Include the essential medical equipment. Prepare yourself to remove splinters, snip bandages, and carry out other first aid tasks without digging through the garbage. Put these in a zip-top bag with a label as well. Without a doubt, add:

  • Sharp scissors
  • Tweezers
  • Two sets of latex-free gloves
  • Oral thermometer without mercury
  • Cotton swabs and balls
  • CPR breathing barrier mask
  • Quick cold compress
  • Pamphlet with first aid instructions
  • Soap and water
  • Sanitizing wipes (for external cleaning only)
  • Plastic bags with zippers (to dispose of medical waste)

Think about including more tools as well. If you have a large kit, think about putting helpful but optional medical equipment in a separate, labeled bag. These might consist of:

  • Protective lenses
  • Fabricated space (warming) blanket
  • Finger brace made of aluminum
  • Sticky tape
  • Petroleum glycerin
  • Sewing machine
  • Security pins
  • Bird baster (for flushing out wounds)

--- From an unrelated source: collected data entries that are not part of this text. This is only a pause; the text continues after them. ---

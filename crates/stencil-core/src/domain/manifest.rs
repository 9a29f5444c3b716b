//! Template config and app manifest (`package.json`) models, and the merge
//! between them.
//!
//! Both documents are deliberately loose: the four recognised fields are
//! typed as JSON objects, everything else is carried through untouched in
//! `extra` so that writing a manifest back never loses keys.

use serde::{Deserialize, Serialize};
use serde_json::{Map, Value};

use crate::domain::error::DomainError;

/// File name a template uses to declare what it adds to the app manifest.
pub const TEMPLATE_CONFIG_FILE: &str = ".template.dependencies.json";

/// A JSON object.
pub type JsonMap = Map<String, Value>;

// ── TemplateConfig ──────────────────────────────────────────────────────────

/// Contents of [`TEMPLATE_CONFIG_FILE`].
#[derive(Debug, Clone, Default, PartialEq, Serialize, Deserialize)]
pub struct TemplateConfig {
    #[serde(default, skip_serializing_if = "Option::is_none")]
    pub dependencies: Option<JsonMap>,

    #[serde(
        default,
        rename = "devDependencies",
        skip_serializing_if = "Option::is_none"
    )]
    pub dev_dependencies: Option<JsonMap>,

    #[serde(default, skip_serializing_if = "Option::is_none")]
    pub scripts: Option<JsonMap>,

    #[serde(default, rename = "lint-staged", skip_serializing_if = "Option::is_none")]
    pub lint_staged: Option<JsonMap>,

    /// Keys the merge does not look at.
    #[serde(flatten)]
    pub extra: JsonMap,
}

impl TemplateConfig {
    pub fn from_json(raw: &str) -> Result<Self, DomainError> {
        serde_json::from_str(raw).map_err(|e| DomainError::InvalidManifest(e.to_string()))
    }

    /// `true` if none of the four merged fields carry any entry.
    pub fn is_empty(&self) -> bool {
        [
            self.dependencies.as_ref(),
            self.dev_dependencies.as_ref(),
            self.scripts.as_ref(),
            self.lint_staged.as_ref(),
        ]
        .into_iter()
        .all(|field| field.is_none_or(|map| map.is_empty()))
    }
}

// ── AppPackage ──────────────────────────────────────────────────────────────

/// The generated project's `package.json`.
#[derive(Debug, Clone, Default, PartialEq, Serialize, Deserialize)]
pub struct AppPackage {
    #[serde(default, skip_serializing_if = "Option::is_none")]
    pub name: Option<String>,

    #[serde(default, skip_serializing_if = "Option::is_none")]
    pub version: Option<String>,

    #[serde(default, skip_serializing_if = "Option::is_none")]
    pub private: Option<bool>,

    #[serde(default, skip_serializing_if = "Option::is_none")]
    pub dependencies: Option<JsonMap>,

    #[serde(
        default,
        rename = "devDependencies",
        skip_serializing_if = "Option::is_none"
    )]
    pub dev_dependencies: Option<JsonMap>,

    #[serde(default, skip_serializing_if = "Option::is_none")]
    pub scripts: Option<JsonMap>,

    #[serde(default, rename = "lint-staged", skip_serializing_if = "Option::is_none")]
    pub lint_staged: Option<JsonMap>,

    #[serde(flatten)]
    pub extra: JsonMap,
}

impl AppPackage {
    pub fn from_json(raw: &str) -> Result<Self, DomainError> {
        serde_json::from_str(raw).map_err(|e| DomainError::InvalidManifest(e.to_string()))
    }

    /// Pretty-printed JSON with a trailing newline, the way npm writes it.
    pub fn to_json_pretty(&self) -> Result<String, DomainError> {
        let mut out = serde_json::to_string_pretty(self)
            .map_err(|e| DomainError::Serialization(e.to_string()))?;
        out.push('\n');
        Ok(out)
    }

    /// Overlay `config` onto this manifest.
    ///
    /// Each recognised field becomes `app ∪ template`, template entries
    /// winning on key collision. Afterwards all four fields are present,
    /// possibly empty.
    pub fn apply_template(&mut self, config: &TemplateConfig) -> &mut Self {
        self.dependencies = Some(overlay(
            self.dependencies.take(),
            config.dependencies.as_ref(),
        ));
        self.dev_dependencies = Some(overlay(
            self.dev_dependencies.take(),
            config.dev_dependencies.as_ref(),
        ));
        self.scripts = Some(overlay(self.scripts.take(), config.scripts.as_ref()));
        self.lint_staged = Some(overlay(
            self.lint_staged.take(),
            config.lint_staged.as_ref(),
        ));
        self
    }
}

/// Merge a template config into an app manifest in place and hand the
/// manifest back for chaining.
pub fn configure_app_package<'a>(
    app: &'a mut AppPackage,
    config: &TemplateConfig,
) -> &'a mut AppPackage {
    app.apply_template(config)
}

fn overlay(base: Option<JsonMap>, top: Option<&JsonMap>) -> JsonMap {
    let mut merged = base.unwrap_or_default();
    if let Some(top) = top {
        for (key, value) in top {
            merged.insert(key.clone(), value.clone());
        }
    }
    merged
}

Make a section only for prescription drugs. Keep these labeled and isolated from bandages and tools. Regularly check the dates on expiry. Most of the following should be available in travel/trial/first aid kit-sized packs:

  • Calamine lotion with aloe vera gel
  • Antibiotics for diarrhea
  • Laxatives
  • Antacids
  • Antihistamines
  • Drugs that reduce pain (aspirin, ibuprofen, and acetaminophen)
  • Topical hydrocortisone
  • Cold and cough medication

Your unique first aid package is prepared. Every home should have a first aid kit, and every vehicle you own should have one. Write out or print out all usage instructions on a sturdy piece of paper or notecard that may even be laminated. Include the doctor’s contact information as well.